From Parmenides to Kant, the apparition of 'material' figures presupposed for Western philosophy an a priori space of deployment, a principle of multiplicity whose contours would be delineated by their progressive distribution - an inherently intelligible apeiron (as Plato's khora would make explicit). The finite cosmos is the geometrical manifestation of this distributive principle. Whence the fundamental distinction we inherited from the ancients: the minimal interval between the apeiron, or the 'determinable indeterminate', and chaos, the notorious undeterminable. This distinction still plays a decisive role in the Kantian division of sensibility into space as a 'pure intuition' and the 'sensuous manifold', and eventually enables one to explain why perfectly "blind intuitions", or chaotic figures, are in effect impossible. With this important difference, an inheritance of the 17 th

century: chaos is now understood epistemically, as the mark of a limited point of view, a measure of ignorance, and hence as the inner signature of finitude.

Chaos, then, we are now told, and here is the beginning of symbolism, cannot but be thought negatively, i.e. as perfect disorder, as "a-cosmos", a 'negative concept'. It is but the reflected image of the absolute absence of order, the strange image of the possible destruction of all determined things at one and the same time. Yet, the paradox is that, just like 'chance', it cannot, in fact, be imagined, let alone thought, as the 'absolute' ("absolute disorder") it supposedly is - for chaos "as such" would always be relative to a certain order of things as the reflection of the coherence and consistency proper to another kind of order (mechanism and finality, or the "detensively" spatial and the intensively vital, in Bergson). Or: in truth, chaos is but a representation of the fact that the real does not consist of a single order or of a single level of being. And if the chaotic is made into some sort of a 'universal operator' it can then only mean: the essentially non-real. Thus, it is rapidly concluded: in itself chaos is nothing real, it only exists in the anxious imagination of a limited subjectivity as the mere obstruction of any figure or image, including its own. (And in this way it would become the mere "vacuous" sign of 'pure exteriority'.)

But, does 'chaos' necessarily mean 'disorder'? Is it not possible to follow the dispersion of the real into a multiplicity of 'orders' or divergent levels which defy any cosmic totalization, without thereby relativizing and reducing chaos to the paradox of its negative image?
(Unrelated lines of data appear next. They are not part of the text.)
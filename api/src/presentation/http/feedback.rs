use axum::{
    Json, Router,
    extract::{Path, State},
    http::StatusCode,
    routing::get,
};
use serde::{Deserialize, Serialize};
use utoipa::ToSchema;

use crate::application::forms::FEEDBACK_FORM;
use crate::application::use_cases::feedback::delete_feedback::DeleteFeedback;
use crate::application::use_cases::feedback::get_feedback::GetFeedback;
use crate::application::use_cases::feedback::update_feedback::UpdateFeedback;
use crate::application::use_cases::feedback::{FeedbackInput, OwnedAccess};
use crate::bootstrap::app_context::AppContext;
use crate::domain::feedback::feedback::Feedback;
use crate::presentation::http::auth::{self, Bearer};
use crate::presentation::http::errors::{ApiError, internal};
use crate::presentation::http::form::{FormBody, validate_body};

#[derive(Debug, Deserialize, ToSchema)]
pub struct FeedbackRequest {
    pub title: String,
    pub content: String,
}

#[derive(Debug, Serialize, ToSchema)]
pub struct FeedbackResponse {
    pub id: i32,
    pub title: String,
    pub content: String,
    pub username: Option<String>,
}

impl From<Feedback> for FeedbackResponse {
    fn from(f: Feedback) -> Self {
        FeedbackResponse {
            id: f.id,
            title: f.title,
            content: f.content,
            username: f.username,
        }
    }
}

fn granted<T>(access: OwnedAccess<T>) -> Result<T, StatusCode> {
    match access {
        OwnedAccess::Granted(v) => Ok(v),
        OwnedAccess::NotFound => Err(StatusCode::NOT_FOUND),
        OwnedAccess::Forbidden => Err(StatusCode::FORBIDDEN),
    }
}

pub fn routes(ctx: AppContext) -> Router {
    Router::new()
        .route(
            "/feedback/:id",
            get(get_feedback).put(update_feedback).delete(delete_feedback),
        )
        .with_state(ctx)
}

#[utoipa::path(get, path = "/api/feedback/{id}", tag = "Feedback",
    params(("id" = i32, Path, description = "Feedback ID")),
    responses((status = 200, body = FeedbackResponse)))]
pub async fn get_feedback(
    State(ctx): State<AppContext>,
    bearer: Bearer,
    Path(id): Path<i32>,
) -> Result<Json<FeedbackResponse>, StatusCode> {
    let username = auth::validate_bearer(&ctx.cfg, bearer)?;
    let repo = ctx.feedback_repo();
    let uc = GetFeedback {
        repo: repo.as_ref(),
    };
    let f = granted(uc.execute(id, &username).await.map_err(internal)?)?;
    Ok(Json(f.into()))
}

#[utoipa::path(put, path = "/api/feedback/{id}", tag = "Feedback",
    params(("id" = i32, Path, description = "Feedback ID")),
    request_body = FeedbackRequest,
    responses(
        (status = 200, body = FeedbackResponse),
        (status = 422, body = crate::presentation::http::errors::FormErrorResponse)
    ))]
pub async fn update_feedback(
    State(ctx): State<AppContext>,
    bearer: Bearer,
    Path(id): Path<i32>,
    body: FormBody,
) -> Result<Json<FeedbackResponse>, ApiError> {
    let username = auth::validate_bearer(&ctx.cfg, bearer)?;
    let form = validate_body(&FEEDBACK_FORM, &body).map_err(ApiError::invalid)?;
    let repo = ctx.feedback_repo();
    let uc = UpdateFeedback {
        repo: repo.as_ref(),
    };
    let f = granted(
        uc.execute(id, &username, FeedbackInput::from(form))
            .await
            .map_err(internal)?,
    )?;
    Ok(Json(f.into()))
}

#[utoipa::path(delete, path = "/api/feedback/{id}", tag = "Feedback",
    params(("id" = i32, Path, description = "Feedback ID")),
    responses((status = 204)))]
pub async fn delete_feedback(
    State(ctx): State<AppContext>,
    bearer: Bearer,
    Path(id): Path<i32>,
) -> Result<StatusCode, StatusCode> {
    let username = auth::validate_bearer(&ctx.cfg, bearer)?;
    let repo = ctx.feedback_repo();
    let uc = DeleteFeedback {
        repo: repo.as_ref(),
    };
    granted(uc.execute(id, &username).await.map_err(internal)?)?;
    Ok(StatusCode::NO_CONTENT)
}
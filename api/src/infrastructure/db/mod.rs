use sqlx::{Pool, Postgres};

pub type PgPool = Pool<Postgres>;

pub async fn connect_pool(database_url: &str, max_connections: u32) -> anyhow::Result<PgPool> {
    let pool = sqlx::postgres::PgPoolOptions::new()
        .max_connections(max_connections)
        .connect(database_url)
        .await?;
    Ok(pool)
}

pub async fn migrate(pool: &PgPool) -> anyhow::Result<()> {
    // Uses compile-time embedded migrations under ./migrations
    sqlx::migrate!("./migrations").run(pool).await?;
    Ok(())
}

pub mod repositories;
How could chaos, in other words, still be thought positively?

In my lecture I would propose a response in the form of three lines of inquiry that would be articulated together and thus make a short presentation of a more general project (a doctoral thesis I am currently working on) which traces the irreducible relation between the aleatory existence of things, the originary diffraction of space, and a positive notion of chaos as an in itself after all.

The first part would hence consist in drawing the outlines of a chaosmogony, and the inherent fractal folding of chaos and cosmos would be presented. In this inner-folding, the second line of inquiry would follow the refraction of the real into a multiplicity of divergent levels of being which form the 'non-smooth' texture of an originarily diffracted space. The third line would follow the way these divergent levels are knotted together, here and there; how they are more or less caught up in each other within the circumstantial constellations of beings, and the way a thing in itself might be defined just as such a knot.